#### [RECORDS SUPPLIED]
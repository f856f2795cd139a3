//! Asset registry
//!
//! Arena tables for meshes, materials, shader programs, textures and samplers.
//! The registry owns every asset; the world only stores handles, so an asset
//! outlives any frame that references it until [`AssetRegistry::clear`] runs
//! at world teardown. Loading and decoding happen elsewhere.

use super::material::Material;
use super::mesh::Mesh;
use slotmap::SlotMap;
use std::collections::HashMap;

slotmap::new_key_type! {
    /// Handle to a registered mesh
    pub struct MeshHandle;
    /// Handle to a registered material
    pub struct MaterialHandle;
    /// Handle to a linked shader program
    pub struct ShaderHandle;
    /// Handle to a 2D texture
    pub struct TextureHandle;
    /// Handle to a sampler object
    pub struct SamplerHandle;
}

/// GPU-side name of a shader program, texture or sampler
///
/// The registry only stores the backend's identifier; creation and
/// destruction of the GPU object are the backend's job.
#[derive(Debug, Clone, Copy, PartialEq, Eq, Hash)]
pub struct GpuObject(pub u32);

/// Named asset tables
#[derive(Default)]
pub struct AssetRegistry {
    meshes: SlotMap<MeshHandle, Mesh>,
    materials: SlotMap<MaterialHandle, Material>,
    shaders: SlotMap<ShaderHandle, GpuObject>,
    textures: SlotMap<TextureHandle, GpuObject>,
    samplers: SlotMap<SamplerHandle, GpuObject>,
    mesh_names: HashMap<String, MeshHandle>,
    material_names: HashMap<String, MaterialHandle>,
    shader_names: HashMap<String, ShaderHandle>,
    texture_names: HashMap<String, TextureHandle>,
    sampler_names: HashMap<String, SamplerHandle>,
}

macro_rules! asset_table {
    ($insert:ident, $get:ident, $get_mut:ident, $lookup:ident, $table:ident, $names:ident, $handle:ty, $asset:ty) => {
        /// Register an asset under `name`, replacing any previous binding of the name
        pub fn $insert(&mut self, name: impl Into<String>, asset: $asset) -> $handle {
            let handle = self.$table.insert(asset);
            if let Some(old) = self.$names.insert(name.into(), handle) {
                self.$table.remove(old);
            }
            handle
        }

        /// Resolve a handle
        pub fn $get(&self, handle: $handle) -> Option<&$asset> {
            self.$table.get(handle)
        }

        /// Resolve a handle mutably
        pub fn $get_mut(&mut self, handle: $handle) -> Option<&mut $asset> {
            self.$table.get_mut(handle)
        }

        /// Resolve a name
        pub fn $lookup(&self, name: &str) -> Option<$handle> {
            self.$names.get(name).copied()
        }
    };
}

impl AssetRegistry {
    /// Create an empty registry
    pub fn new() -> Self {
        Self::default()
    }

    asset_table!(insert_mesh, mesh, mesh_mut, mesh_handle, meshes, mesh_names, MeshHandle, Mesh);
    asset_table!(insert_material, material, material_mut, material_handle, materials, material_names, MaterialHandle, Material);
    asset_table!(insert_shader, shader, shader_mut, shader_handle, shaders, shader_names, ShaderHandle, GpuObject);
    asset_table!(insert_texture, texture, texture_mut, texture_handle, textures, texture_names, TextureHandle, GpuObject);
    asset_table!(insert_sampler, sampler, sampler_mut, sampler_handle, samplers, sampler_names, SamplerHandle, GpuObject);

    /// Total number of registered assets across all tables
    pub fn len(&self) -> usize {
        self.meshes.len() + self.materials.len() + self.shaders.len() + self.textures.len() + self.samplers.len()
    }

    /// Whether every table is empty
    pub fn is_empty(&self) -> bool {
        self.len() == 0
    }

    /// Release every asset; outstanding handles resolve to `None` afterwards
    pub fn clear(&mut self) {
        log::debug!("Releasing {} registered assets", self.len());
        self.meshes.clear();
        self.materials.clear();
        self.shaders.clear();
        self.textures.clear();
        self.samplers.clear();
        self.mesh_names.clear();
        self.material_names.clear();
        self.shader_names.clear();
        self.texture_names.clear();
        self.sampler_names.clear();
    }
}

#### [REQUIRED ACTION]
Your reply should be an exact copy of every line from the line with "self.shader_names.clear();" through the final line of the data, and nothing more.

#### [REPLY TO THE EXERCISE]
        self.shader_names.clear();
        self.texture_names.clear();
        self.sampler_names.clear();
    }
}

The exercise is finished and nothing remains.